EXCERPTED DATA:

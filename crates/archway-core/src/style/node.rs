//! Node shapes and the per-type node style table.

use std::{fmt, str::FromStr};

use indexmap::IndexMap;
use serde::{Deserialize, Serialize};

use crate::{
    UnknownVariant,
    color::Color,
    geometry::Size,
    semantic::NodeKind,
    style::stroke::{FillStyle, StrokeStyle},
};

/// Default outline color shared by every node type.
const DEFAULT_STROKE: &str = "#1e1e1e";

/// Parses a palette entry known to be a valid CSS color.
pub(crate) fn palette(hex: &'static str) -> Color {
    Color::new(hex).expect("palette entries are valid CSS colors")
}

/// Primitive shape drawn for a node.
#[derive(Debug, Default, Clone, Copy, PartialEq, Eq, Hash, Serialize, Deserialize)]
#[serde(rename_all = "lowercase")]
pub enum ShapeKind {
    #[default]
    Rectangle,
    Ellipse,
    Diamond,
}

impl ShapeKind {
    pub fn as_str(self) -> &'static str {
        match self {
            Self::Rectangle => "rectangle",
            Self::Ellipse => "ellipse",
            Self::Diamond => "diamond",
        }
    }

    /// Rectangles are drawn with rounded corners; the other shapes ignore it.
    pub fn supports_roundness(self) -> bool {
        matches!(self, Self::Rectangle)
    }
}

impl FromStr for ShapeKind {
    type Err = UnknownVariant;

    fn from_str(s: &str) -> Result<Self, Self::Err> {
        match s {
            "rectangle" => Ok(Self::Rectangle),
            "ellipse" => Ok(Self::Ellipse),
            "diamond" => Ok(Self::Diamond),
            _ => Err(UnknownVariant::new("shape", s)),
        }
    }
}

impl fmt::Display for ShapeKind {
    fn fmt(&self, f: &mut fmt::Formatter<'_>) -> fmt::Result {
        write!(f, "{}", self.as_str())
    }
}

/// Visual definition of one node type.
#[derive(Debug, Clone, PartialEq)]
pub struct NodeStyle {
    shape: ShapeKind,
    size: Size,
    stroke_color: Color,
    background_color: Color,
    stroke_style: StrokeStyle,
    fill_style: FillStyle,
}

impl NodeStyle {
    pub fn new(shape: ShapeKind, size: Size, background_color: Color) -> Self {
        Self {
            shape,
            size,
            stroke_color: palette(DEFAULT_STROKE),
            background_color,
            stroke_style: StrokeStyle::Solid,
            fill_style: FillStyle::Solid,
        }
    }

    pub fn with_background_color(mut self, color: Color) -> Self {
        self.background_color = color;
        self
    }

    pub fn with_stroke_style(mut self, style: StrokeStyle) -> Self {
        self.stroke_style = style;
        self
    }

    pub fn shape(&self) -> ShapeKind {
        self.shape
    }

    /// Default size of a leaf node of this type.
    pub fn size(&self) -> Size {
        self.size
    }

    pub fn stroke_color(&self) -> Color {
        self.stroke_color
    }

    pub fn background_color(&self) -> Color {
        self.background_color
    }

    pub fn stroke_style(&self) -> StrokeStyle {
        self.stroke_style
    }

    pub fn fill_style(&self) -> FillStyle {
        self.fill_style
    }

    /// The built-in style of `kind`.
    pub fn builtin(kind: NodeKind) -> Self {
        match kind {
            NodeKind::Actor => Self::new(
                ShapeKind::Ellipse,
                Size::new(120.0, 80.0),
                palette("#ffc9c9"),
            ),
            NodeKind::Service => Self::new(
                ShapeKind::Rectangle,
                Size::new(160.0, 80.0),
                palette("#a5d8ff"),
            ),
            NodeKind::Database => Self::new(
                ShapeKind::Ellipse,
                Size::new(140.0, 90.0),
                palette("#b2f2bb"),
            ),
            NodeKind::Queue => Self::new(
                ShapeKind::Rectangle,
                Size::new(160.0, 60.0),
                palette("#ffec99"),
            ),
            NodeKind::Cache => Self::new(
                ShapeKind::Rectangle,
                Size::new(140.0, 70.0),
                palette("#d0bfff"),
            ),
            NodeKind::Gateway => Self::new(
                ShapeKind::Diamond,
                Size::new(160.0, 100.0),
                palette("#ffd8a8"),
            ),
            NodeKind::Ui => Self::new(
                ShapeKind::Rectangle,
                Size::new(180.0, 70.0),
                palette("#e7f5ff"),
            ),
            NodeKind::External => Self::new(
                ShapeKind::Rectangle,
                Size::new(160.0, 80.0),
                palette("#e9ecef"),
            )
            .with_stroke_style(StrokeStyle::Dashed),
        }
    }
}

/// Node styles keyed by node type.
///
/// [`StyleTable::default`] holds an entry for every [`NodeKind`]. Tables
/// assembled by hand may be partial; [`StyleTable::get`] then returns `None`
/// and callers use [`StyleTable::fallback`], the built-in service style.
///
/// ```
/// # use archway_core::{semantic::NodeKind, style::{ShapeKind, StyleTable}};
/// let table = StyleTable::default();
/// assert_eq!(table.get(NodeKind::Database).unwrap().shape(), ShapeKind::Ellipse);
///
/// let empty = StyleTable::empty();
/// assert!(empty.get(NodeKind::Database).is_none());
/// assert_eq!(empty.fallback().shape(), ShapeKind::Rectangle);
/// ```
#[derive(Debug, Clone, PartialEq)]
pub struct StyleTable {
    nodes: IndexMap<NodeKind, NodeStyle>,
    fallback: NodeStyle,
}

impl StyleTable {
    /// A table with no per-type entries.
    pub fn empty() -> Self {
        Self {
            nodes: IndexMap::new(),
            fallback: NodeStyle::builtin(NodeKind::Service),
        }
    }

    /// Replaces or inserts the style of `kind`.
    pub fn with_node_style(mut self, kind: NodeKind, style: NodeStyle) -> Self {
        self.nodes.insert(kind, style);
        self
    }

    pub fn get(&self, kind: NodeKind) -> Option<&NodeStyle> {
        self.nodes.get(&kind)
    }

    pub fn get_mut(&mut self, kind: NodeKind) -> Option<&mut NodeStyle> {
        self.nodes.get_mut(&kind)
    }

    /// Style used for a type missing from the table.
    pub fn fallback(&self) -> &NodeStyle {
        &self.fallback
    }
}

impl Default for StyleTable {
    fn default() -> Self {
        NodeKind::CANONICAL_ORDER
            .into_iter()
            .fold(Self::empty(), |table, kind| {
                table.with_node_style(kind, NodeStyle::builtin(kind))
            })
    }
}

WHAT TO DO:
Repeat every line of the listing, word for word.

TASK RESPONSE:
filename crates/archway-core/src/style/node.rs
//! Node shapes and the per-type node style table.

use std::{fmt, str::FromStr};

use indexmap::IndexMap;
use serde::{Deserialize, Serialize};

use crate::{
    UnknownVariant,
    color::Color,
    geometry::Size,
    semantic::NodeKind,
    style::stroke::{FillStyle, StrokeStyle},
};

/// Default outline color shared by every node type.
const DEFAULT_STROKE: &str = "#1e1e1e";

/// Parses a palette entry known to be a valid CSS color.
pub(crate) fn palette(hex: &'static str) -> Color {
    Color::new(hex).expect("palette entries are valid CSS colors")
}

/// Primitive shape drawn for a node.
#[derive(Debug, Default, Clone, Copy, PartialEq, Eq, Hash, Serialize, Deserialize)]
#[serde(rename_all = "lowercase")]
pub enum ShapeKind {
    #[default]
    Rectangle,
    Ellipse,
    Diamond,
}

impl ShapeKind {
    pub fn as_str(self) -> &'static str {
        match self {
            Self::Rectangle => "rectangle",
            Self::Ellipse => "ellipse",
            Self::Diamond => "diamond",
        }
    }

    /// Rectangles are drawn with rounded corners; the other shapes ignore it.
    pub fn supports_roundness(self) -> bool {
        matches!(self, Self::Rectangle)
    }
}

impl FromStr for ShapeKind {
    type Err = UnknownVariant;

    fn from_str(s: &str) -> Result<Self, Self::Err> {
        match s {
            "rectangle" => Ok(Self::Rectangle),
            "ellipse" => Ok(Self::Ellipse),
            "diamond" => Ok(Self::Diamond),
            _ => Err(UnknownVariant::new("shape", s)),
        }
    }
}

impl fmt::Display for ShapeKind {
    fn fmt(&self, f: &mut fmt::Formatter<'_>) -> fmt::Result {
        write!(f, "{}", self.as_str())
    }
}

/// Visual definition of one node type.
#[derive(Debug, Clone, PartialEq)]
pub struct NodeStyle {
    shape: ShapeKind,
    size: Size,
    stroke_color: Color,
    background_color: Color,
    stroke_style: StrokeStyle,
    fill_style: FillStyle,
}

impl NodeStyle {
    pub fn new(shape: ShapeKind, size: Size, background_color: Color) -> Self {
        Self {
            shape,
            size,
            stroke_color: palette(DEFAULT_STROKE),
            background_color,
            stroke_style: StrokeStyle::Solid,
            fill_style: FillStyle::Solid,
        }
    }

    pub fn with_background_color(mut self, color: Color) -> Self {
        self.background_color = color;
        self
    }

    pub fn with_stroke_style(mut self, style: StrokeStyle) -> Self {
        self.stroke_style = style;
        self
    }

    pub fn shape(&self) -> ShapeKind {
        self.shape
    }

    /// Default size of a leaf node of this type.
    pub fn size(&self) -> Size {
        self.size
    }

    pub fn stroke_color(&self) -> Color {
        self.stroke_color
    }

    pub fn background_color(&self) -> Color {
        self.background_color
    }

    pub fn stroke_style(&self) -> StrokeStyle {
        self.stroke_style
    }

    pub fn fill_style(&self) -> FillStyle {
        self.fill_style
    }

    /// The built-in style of `kind`.
    pub fn builtin(kind: NodeKind) -> Self {
        match kind {
            NodeKind::Actor => Self::new(
                ShapeKind::Ellipse,
                Size::new(120.0, 80.0),
                palette("#ffc9c9"),
            ),
            NodeKind::Service => Self::new(
                ShapeKind::Rectangle,
                Size::new(160.0, 80.0),
                palette("#a5d8ff"),
            ),
            NodeKind::Database => Self::new(
                ShapeKind::Ellipse,
                Size::new(140.0, 90.0),
                palette("#b2f2bb"),
            ),
            NodeKind::Queue => Self::new(
                ShapeKind::Rectangle,
                Size::new(160.0, 60.0),
                palette("#ffec99"),
            ),
            NodeKind::Cache => Self::new(
                ShapeKind::Rectangle,
                Size::new(140.0, 70.0),
                palette("#d0bfff"),
            ),
            NodeKind::Gateway => Self::new(
                ShapeKind::Diamond,
                Size::new(160.0, 100.0),
                palette("#ffd8a8"),
            ),
            NodeKind::Ui => Self::new(
                ShapeKind::Rectangle,
                Size::new(180.0, 70.0),
                palette("#e7f5ff"),
            ),
            NodeKind::External => Self::new(
                ShapeKind::Rectangle,
                Size::new(160.0, 80.0),
                palette("#e9ecef"),
            )
            .with_stroke_style(StrokeStyle::Dashed),
        }
    }
}

/// Node styles keyed by node type.
///
/// [`StyleTable::default`] holds an entry for every [`NodeKind`]. Tables
/// assembled by hand may be partial; [`StyleTable::get`] then returns `None`
/// and callers use [`StyleTable::fallback`], the built-in service style.
///
/// ```
/// # use archway_core::{semantic::NodeKind, style::{ShapeKind, StyleTable}};
/// let table = StyleTable::default();
/// assert_eq!(table.get(NodeKind::Database).unwrap().shape(), ShapeKind::Ellipse);
///
/// let empty = StyleTable::empty();
/// assert!(empty.get(NodeKind::Database).is_none());
/// assert_eq!(empty.fallback().shape(), ShapeKind::Rectangle);
/// ```
#[derive(Debug, Clone, PartialEq)]
pub struct StyleTable {
    nodes: IndexMap<NodeKind, NodeStyle>,
    fallback: NodeStyle,
}

impl StyleTable {
    /// A table with no per-type entries.
    pub fn empty() -> Self {
        Self {
            nodes: IndexMap::new(),
            fallback: NodeStyle::builtin(NodeKind::Service),
        }
    }

    /// Replaces or inserts the style of `kind`.
    pub fn with_node_style(mut self, kind: NodeKind, style: NodeStyle) -> Self {
        self.nodes.insert(kind, style);
        self
    }

    pub fn get(&self, kind: NodeKind) -> Option<&NodeStyle> {
        self.nodes.get(&kind)
    }

    pub fn get_mut(&mut self, kind: NodeKind) -> Option<&mut NodeStyle> {
        self.nodes.get_mut(&kind)
    }

    /// Style used for a type missing from the table.
    pub fn fallback(&self) -> &NodeStyle {
        &self.fallback
    }
}

impl Default for StyleTable {
    fn default() -> Self {
        NodeKind::CANONICAL_ORDER
            .into_iter()
            .fold(Self::empty(), |table, kind| {
                table.with_node_style(kind, NodeStyle::builtin(kind))
            })
    }
}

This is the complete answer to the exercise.